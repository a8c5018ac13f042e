//! In-memory store implementation

use super::RbacStore;
use crate::error::{RbacError, Result};
use crate::types::{
    NewPermission, NewRole, Permission, PermissionId, Role, RoleId, Upserted, UserId,
};
use async_trait::async_trait;
use chrono::Utc;
use std::collections::{BTreeMap, BTreeSet};
use std::sync::Arc;
use tokio::sync::RwLock;

#[derive(Debug, Default)]
struct State {
    permissions: BTreeMap<PermissionId, Permission>,
    roles: BTreeMap<RoleId, Role>,
    /// (permission_id, role_id)
    permission_role: BTreeSet<(PermissionId, RoleId)>,
    /// (role_id, user_id)
    role_user: BTreeSet<(RoleId, UserId)>,
    next_permission_id: PermissionId,
    next_role_id: RoleId,
}

impl State {
    fn permission_by_slug(&self, slug: &str) -> Option<&Permission> {
        self.permissions.values().find(|p| p.slug == slug)
    }

    fn role_by_slug(&self, slug: &str) -> Option<&Role> {
        self.roles.values().find(|r| r.slug == slug)
    }

    fn create_permission(&mut self, new: NewPermission) -> Permission {
        self.next_permission_id += 1;
        let now = Utc::now();
        let permission = Permission {
            id: self.next_permission_id,
            slug: new.slug,
            name: new.name,
            description: new.description,
            created_at: now,
            updated_at: now,
        };
        self.permissions.insert(permission.id, permission.clone());
        permission
    }

    fn create_role(&mut self, new: NewRole) -> Role {
        self.next_role_id += 1;
        let now = Utc::now();
        let role = Role {
            id: self.next_role_id,
            slug: new.slug,
            name: new.name,
            description: new.description,
            created_at: now,
            updated_at: now,
        };
        self.roles.insert(role.id, role.clone());
        role
    }

    fn remove_permission(&mut self, id: PermissionId) {
        self.permissions.remove(&id);
        self.permission_role.retain(|(p, _)| *p != id);
    }

    fn remove_role(&mut self, id: RoleId) {
        self.roles.remove(&id);
        self.permission_role.retain(|(_, r)| *r != id);
        self.role_user.retain(|(r, _)| *r != id);
    }
}

/// Store that keeps every table in process memory
///
/// Ids are assigned from per-table counters that are never reused, matching
/// the behaviour of a serial primary key.
pub struct InMemoryStore {
    state: Arc<RwLock<State>>,
}

impl InMemoryStore {
    /// Create an empty store
    pub fn new() -> Self {
        Self {
            state: Arc::new(RwLock::new(State::default())),
        }
    }
}

impl Default for InMemoryStore {
    fn default() -> Self {
        Self::new()
    }
}

#[async_trait]
impl RbacStore for InMemoryStore {
    async fn find_permission(&self, slug: &str) -> Result<Option<Permission>> {
        let state = self.state.read().await;
        Ok(state.permission_by_slug(slug).cloned())
    }

    async fn find_permissions(&self, slugs: &[String]) -> Result<Vec<Permission>> {
        let state = self.state.read().await;
        Ok(state
            .permissions
            .values()
            .filter(|p| slugs.contains(&p.slug))
            .cloned()
            .collect())
    }

    async fn insert_permission(&self, permission: NewPermission) -> Result<Permission> {
        let mut state = self.state.write().await;
        if state.permission_by_slug(&permission.slug).is_some() {
            return Err(RbacError::DuplicateSlug(permission.slug));
        }
        Ok(state.create_permission(permission))
    }

    async fn upsert_permission(&self, permission: NewPermission) -> Result<Upserted<Permission>> {
        let mut state = self.state.write().await;
        if let Some(existing) = state.permission_by_slug(&permission.slug) {
            return Ok(Upserted::existing(existing.clone()));
        }
        Ok(Upserted::created(state.create_permission(permission)))
    }

    async fn list_permissions(&self) -> Result<Vec<Permission>> {
        let state = self.state.read().await;
        Ok(state.permissions.values().cloned().collect())
    }

    async fn count_permissions(&self) -> Result<u64> {
        let state = self.state.read().await;
        Ok(state.permissions.len() as u64)
    }

    async fn delete_permission(&self, slug: &str) -> Result<bool> {
        let mut state = self.state.write().await;
        match state.permission_by_slug(slug).map(|p| p.id) {
            Some(id) => {
                state.remove_permission(id);
                Ok(true)
            }
            None => Ok(false),
        }
    }

    async fn delete_all_permissions(&self) -> Result<u64> {
        let mut state = self.state.write().await;
        let count = state.permissions.len() as u64;
        state.permissions.clear();
        state.permission_role.clear();
        Ok(count)
    }

    async fn find_role(&self, slug: &str) -> Result<Option<Role>> {
        let state = self.state.read().await;
        Ok(state.role_by_slug(slug).cloned())
    }

    async fn insert_role(&self, role: NewRole) -> Result<Role> {
        let mut state = self.state.write().await;
        if state.role_by_slug(&role.slug).is_some() {
            return Err(RbacError::DuplicateSlug(role.slug));
        }
        Ok(state.create_role(role))
    }

    async fn upsert_role(&self, role: NewRole) -> Result<Upserted<Role>> {
        let mut state = self.state.write().await;
        if let Some(existing) = state.role_by_slug(&role.slug) {
            return Ok(Upserted::existing(existing.clone()));
        }
        Ok(Upserted::created(state.create_role(role)))
    }

    async fn list_roles(&self) -> Result<Vec<Role>> {
        let state = self.state.read().await;
        Ok(state.roles.values().cloned().collect())
    }

    async fn count_roles(&self) -> Result<u64> {
        let state = self.state.read().await;
        Ok(state.roles.len() as u64)
    }

    async fn delete_role(&self, slug: &str) -> Result<bool> {
        let mut state = self.state.write().await;
        match state.role_by_slug(slug).map(|r| r.id) {
            Some(id) => {
                state.remove_role(id);
                Ok(true)
            }
            None => Ok(false),
        }
    }

    async fn delete_all_roles(&self) -> Result<u64> {
        let mut state = self.state.write().await;
        let count = state.roles.len() as u64;
        state.roles.clear();
        state.permission_role.clear();
        state.role_user.clear();
        Ok(count)
    }

    async fn role_permissions(&self, role_id: RoleId) -> Result<Vec<Permission>> {
        let state = self.state.read().await;
        Ok(state
            .permission_role
            .iter()
            .filter(|(_, r)| *r == role_id)
            .filter_map(|(p, _)| state.permissions.get(p).cloned())
            .collect())
    }

    async fn permission_roles(&self, permission_id: PermissionId) -> Result<Vec<Role>> {
        let state = self.state.read().await;
        Ok(state
            .permission_role
            .range((permission_id, RoleId::MIN)..=(permission_id, RoleId::MAX))
            .filter_map(|(_, r)| state.roles.get(r).cloned())
            .collect())
    }

    async fn attach_permission(
        &self,
        role_id: RoleId,
        permission_id: PermissionId,
    ) -> Result<bool> {
        let mut state = self.state.write().await;
        if !state.roles.contains_key(&role_id) {
            return Err(RbacError::NotFound(format!("role id {}", role_id)));
        }
        if !state.permissions.contains_key(&permission_id) {
            return Err(RbacError::NotFound(format!("permission id {}", permission_id)));
        }
        Ok(state.permission_role.insert((permission_id, role_id)))
    }

    async fn detach_permission(
        &self,
        role_id: RoleId,
        permission_id: PermissionId,
    ) -> Result<bool> {
        let mut state = self.state.write().await;
        Ok(state.permission_role.remove(&(permission_id, role_id)))
    }

    async fn detach_all_permissions(&self, role_id: RoleId) -> Result<u64> {
        let mut state = self.state.write().await;
        let before = state.permission_role.len();
        state.permission_role.retain(|(_, r)| *r != role_id);
        Ok((before - state.permission_role.len()) as u64)
    }

    async fn assign_role(&self, user_id: UserId, role_id: RoleId) -> Result<bool> {
        let mut state = self.state.write().await;
        if !state.roles.contains_key(&role_id) {
            return Err(RbacError::NotFound(format!("role id {}", role_id)));
        }
        Ok(state.role_user.insert((role_id, user_id)))
    }

    async fn revoke_role(&self, user_id: UserId, role_id: RoleId) -> Result<bool> {
        let mut state = self.state.write().await;
        Ok(state.role_user.remove(&(role_id, user_id)))
    }

    async fn user_roles(&self, user_id: UserId) -> Result<Vec<Role>> {
        let state = self.state.read().await;
        Ok(state
            .role_user
            .iter()
            .filter(|(_, u)| *u == user_id)
            .filter_map(|(r, _)| state.roles.get(r).cloned())
            .collect())
    }

    async fn role_users(&self, role_id: RoleId) -> Result<Vec<UserId>> {
        let state = self.state.read().await;
        Ok(state
            .role_user
            .range((role_id, UserId::MIN)..=(role_id, UserId::MAX))
            .map(|(_, u)| *u)
            .collect())
    }

    fn backend_name(&self) -> &'static str {
        "memory"
    }
}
● ● ● ●
Reproduce exactly the stretch of the material above that starts at the line with "Ok(state.create_role(role))" and ends at the line with "if let Some(existing) = state.role_by_slug(&role.slug)", both included, and nothing else.

REPLY TO THE TASK:
        Ok(state.create_role(role))
    }

    async fn upsert_role(&self, role: NewRole) -> Result<Upserted<Role>> {
        let mut state = self.state.write().await;
        if let Some(existing) = state.role_by_slug(&role.slug) {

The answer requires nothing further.